Estaba en casa de permiso, en Nueva York, 1932, cuando Everard me llamó y me pidió otra entrevista.

—Sólo unas preguntas, un par de horas de interrogatorio —dijo—, y después podemos salir. Tu esposa también, por supuesto. ¿Habéis visto a Lola Montez? Tengo entradas, París, 1843.

En el futuro era invierno. La nieve caía al otro lado de la ventana de su apartamento, creando para nosotros una caverna de quietud blanca. Me dio un combinado y me preguntó qué música me gustaba. Nos pusimos de acuerdo en una interpretación de koto por un artista del Japón medieval cuyo nombre los cronistas habían olvidado pero que era el mejor que hubiese vivido nunca. El viaje en el tiempo tiene sus recompensas además de sus pesares.

Everard se enfrascó en preparar y encender su pipa.

—Nunca presentaste un informe sobre tu relación con Jorith —dijo en un tono casi casual—. Sólo salió en el curso de la investigación, después de que fueses a buscar a Mendoza. ¿Por qué?

—Era… personal —contesté—. No me parecía que fuese asunto de nadie más. Oh, en la Academia nos advirtieron sobre ese tipo de cosas, pero las regulaciones realmente no lo prohíben.

Mirando su cabeza oscura e inclinada, supe extrañamente que debía haber leído todo lo que yo llegaría a escribir. Conocía mi futuro personal como yo sólo lo conocería cuando lo hubiese vivido. Rara vez se renuncia a la regla que impide a un agente conocer su destino; un bucle casual sería el resultado menos desagradable que podría surgir de ese acto.

—Bien, no tengo intención de repetir la reprimenda que te han dado —dijo Everard—. De hecho, entre nosotros dos, creo que el coordinador Abdullab se pasó de riguroso. Los agentes deben poder actuar a su propia discreción, o nunca harían su trabajo, y muchos de ellos se han acercado más a los límites que tú.

Pasó un minuto avivando el tabaco antes de continuar, por entre la neblina azul:

—Sin embargo, me gustaría preguntarte un par de detalles. Más para conocer tu reacción que por una firme convicción filosófica… aunque admito sentir curiosidad. Comprende que así quizá pueda darte algunos consejos de procedimiento. Yo no soy un científico, pero he andado mucho por la historia, la prehistoria e incluso la posthistoria.

—Eso está claro —admití con gran respeto.

—Bien, vale, para empezar, lo más evidente. Al principio, interviniste en una guerra entre godos y vándalos. ¿Cómo lo justificas?

—Contesté a esa pregunta en la investigación, señor… Manse.

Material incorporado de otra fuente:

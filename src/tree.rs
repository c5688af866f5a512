// Copyright 2025 RisingWave Labs
//
// Licensed under the Apache License, Version 2.0 (the "License");
// you may not use this file except in compliance with the License.
// You may obtain a copy of the License at
//
//     http://www.apache.org/licenses/LICENSE-2.0
//
// Unless required by applicable law or agreed to in writing, software
// distributed under the License is distributed on an "AS IS" BASIS,
// WITHOUT WARRANTIES OR CONDITIONS OF ANY KIND, either express or implied.
// See the License for the specific language governing permissions and
// limitations under the License.

use indextree::NodeId;

use crate::clock::Nanos;
use crate::frame::Frame;
use crate::pool::NodePool;
use crate::tracer::SpanContext;

/// A pending reference to an explicit span whose parent in the emitted tree
/// is determined during spanification.
#[derive(Debug, Clone, Copy, PartialEq, Eq)]
pub struct PendingChildId {
    context: SpanContext,
    activated_at: Nanos,
    deactivated_at: Option<Nanos>,
}

impl PendingChildId {
    pub(crate) fn new(context: SpanContext, activated_at: Nanos) -> Self {
        Self {
            context,
            activated_at,
            deactivated_at: None,
        }
    }

    /// The explicit span this id refers to.
    pub fn context(&self) -> SpanContext {
        self.context
    }

    /// When the span became the current span on its thread.
    pub fn activated_at(&self) -> Nanos {
        self.activated_at
    }

    /// When the span ceased to be current, if that has been observed.
    pub fn deactivated_at(&self) -> Option<Nanos> {
        self.deactivated_at
    }

    pub(crate) fn deactivate(&mut self, at: Nanos) {
        self.deactivated_at = Some(at);
    }
}

/// State of one call tree vertex. Parent and child edges live in the pool's
/// arena; the order of children is the order they were first observed in, and
/// sample insertion only ever inspects the last child.
#[derive(Debug, Default)]
pub(crate) struct NodeData {
    /// The frame this node represents. `None` marks the root.
    pub(crate) frame: Option<Frame>,
    /// Number of stack samples that reached this node.
    pub(crate) count: u64,
    /// Timestamp of the first sample that reached this node.
    pub(crate) start: Nanos,
    /// Timestamp of the most recent sample, possibly extended by a late
    /// deactivation of a span this node owns.
    pub(crate) last_seen: Nanos,
    /// Distance from the root.
    pub(crate) depth: usize,
    /// Terminal flag: no further samples may merge into this node.
    pub(crate) ended: bool,
    /// Activation events attributed to this node but not yet resolved to a
    /// concrete child span in the emitted output.
    pub(crate) child_ids: Vec<PendingChildId>,
}

impl NodeData {
    pub(crate) fn root() -> Self {
        Self::default()
    }

    pub(crate) fn sampled(frame: Frame, t: Nanos, depth: usize) -> Self {
        Self {
            frame: Some(frame),
            count: 1,
            start: t,
            last_seen: t,
            depth,
            ended: false,
            child_ids: Vec::new(),
        }
    }

    pub(crate) fn duration(&self) -> Nanos {
        self.last_seen - self.start
    }
}

/// Node-level operations. They all take the pool the nodes live in, since the
/// arena is the single owner of the graph.
impl NodePool {
    pub(crate) fn node(&self, id: NodeId) -> &NodeData {
        self.arena()[id].get()
    }

    pub(crate) fn node_mut(&mut self, id: NodeId) -> &mut NodeData {
        self.arena_mut()[id].get_mut()
    }

    pub(crate) fn parent(&self, id: NodeId) -> Option<NodeId> {
        self.arena()[id].parent()
    }

    pub(crate) fn last_child(&self, id: NodeId) -> Option<NodeId> {
        self.arena()[id].last_child()
    }

    /// Whether walking parent references from `node` reaches `ancestor`.
    pub(crate) fn is_successor_of(&self, node: NodeId, ancestor: NodeId) -> bool {
        node.ancestors(self.arena()).skip(1).any(|a| a == ancestor)
    }

    /// The leaf of the last non-ended path, i.e. the node a fresh activation
    /// is attributed to. Returns `root` itself when the tree has no open path.
    pub(crate) fn deepest_open(&self, root: NodeId) -> NodeId {
        let mut node = root;
        while let Some(child) = self.last_child(node) {
            if self.node(child).ended {
                break;
            }
            node = child;
        }
        node
    }

    /// Mark every open child subtree of `id` as ended. Called when a sample
    /// diverges from the last path: a closed subtree cannot receive more
    /// samples, and a later identical frame starts a sibling.
    pub(crate) fn end_open_children(&mut self, id: NodeId) {
        let open: Vec<NodeId> = id
            .children(self.arena())
            .filter(|child| !self.node(*child).ended)
            .collect();
        for child in open {
            let subtree: Vec<NodeId> = child.descendants(self.arena()).collect();
            for node in subtree {
                self.node_mut(node).ended = true;
            }
        }
    }

    /// Move the newest pending child id from `donor` to `recipient`,
    /// preserving its activation window. A donor without pending ids is a
    /// silent no-op.
    pub(crate) fn give_last_child_id_to(&mut self, donor: NodeId, recipient: NodeId) {
        if let Some(id) = self.node_mut(donor).child_ids.pop() {
            self.node_mut(recipient).child_ids.push(id);
        }
    }

    /// Move every pending child id whose activation time lies in
    /// `[since, until]` from `donor` to `recipient`. Ids of activations that
    /// are not temporally contained stay behind.
    pub(crate) fn steal_child_ids_from(
        &mut self,
        recipient: NodeId,
        donor: NodeId,
        since: Nanos,
        until: Nanos,
    ) {
        let mut taken = Vec::new();
        self.node_mut(donor).child_ids.retain(|id| {
            if (since..=until).contains(&id.activated_at()) {
                taken.push(*id);
                false
            } else {
                true
            }
        });
        self.node_mut(recipient).child_ids.extend(taken);
    }

    pub(crate) fn has_child_ids(&self, id: NodeId) -> bool {
        !self.node(id).child_ids.is_empty()
    }

    /// Extend `last_seen` of `id` and of every ancestor to at least `t`, so
    /// that interval containment holds after a deactivation postdating the
    /// last sample.
    pub(crate) fn extend_last_seen(&mut self, id: NodeId, t: Nanos) {
        let chain: Vec<NodeId> = id.ancestors(self.arena()).collect();
        for node in chain {
            let data = self.node_mut(node);
            if data.last_seen >= t {
                break;
            }
            data.last_seen = t;
        }
    }

    /// A pillar is an intermediate node with exactly one child over its whole
    /// observed lifetime: every sample that reached it went on to the child.
    pub(crate) fn is_pillar(&self, id: NodeId) -> bool {
        let mut children = id.children(self.arena());
        match (children.next(), children.next()) {
            (Some(only), None) => self.node(only).count == self.node(id).count,
            _ => false,
        }
    }
}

Sabía que no podía matar a nadie, ya que mi vida nunca corrió peligro. Ayudé en la organización, recogí información e inspiré temor en el enemigo: volando en antigravedad, arrojando ilusiones y proyectando rayos subsónicos. En todo caso, produciendo el pánico, salvé vidas en ambos bandos. Pero mi razón esencial era que había invertido mucho esfuerzo, esfuerzo de la Patrulla, estableciendo una base en la sociedad que se suponía debía estudiar, y los vándalos amenazaban con destruir esa base.

—¿No temías provocar un cambio en el futuro?

—No. Oh, quizá debía haberlo considerado con mayor cuidado, y haber buscado la opinión de expertos antes de actuar. Pero parecía un caso sacado de un libro de texto. Los vándalos estaban montando una escaramuza a gran escala. La historia no la registra. El resultado era insignificante… excepto para los individuos, varios de los cuales eran importantes para la misión y para mí. Y en cuanto a la vida de esos individuos, y la línea de descendencia que comencé en ese punto, no son más que pequeñas fluctuaciones estadísticas en el acervo genético. Pronto desaparecerán.

Everard frunció el ceño.

—Me estás dando el argumento habitual, Carl, igual que hiciste con el comité investigador. Por ahí te escapaste. Pero hoy no te molestes. Lo que quiero que sepas, no en tu cerebro sino en el fondo de tu alma, es que la realidad nunca se ajusta a los libros de texto, y en ocasiones es muy diferente.

—Creo que empiezo a entenderlo. —Mi humildad era real—. En la vida que he estado siguiendo en el pasado. No tenemos derecho a ocupar sus vidas, ¿no?

Everard sonrió, y yo me sentí con libertad para saborear un largo trago de mi copa.

—Bien. Dejemos los aspectos generales y pasemos a los detalles de lo que buscas. Por ejemplo, les diste a los godos cosas que no tendrían sin ti. Los regalos físicos no son preocupantes; se corroerán, pudrirán o se perderán con rapidez. Pero los relatos del mundo y las historias de culturas extranjeras…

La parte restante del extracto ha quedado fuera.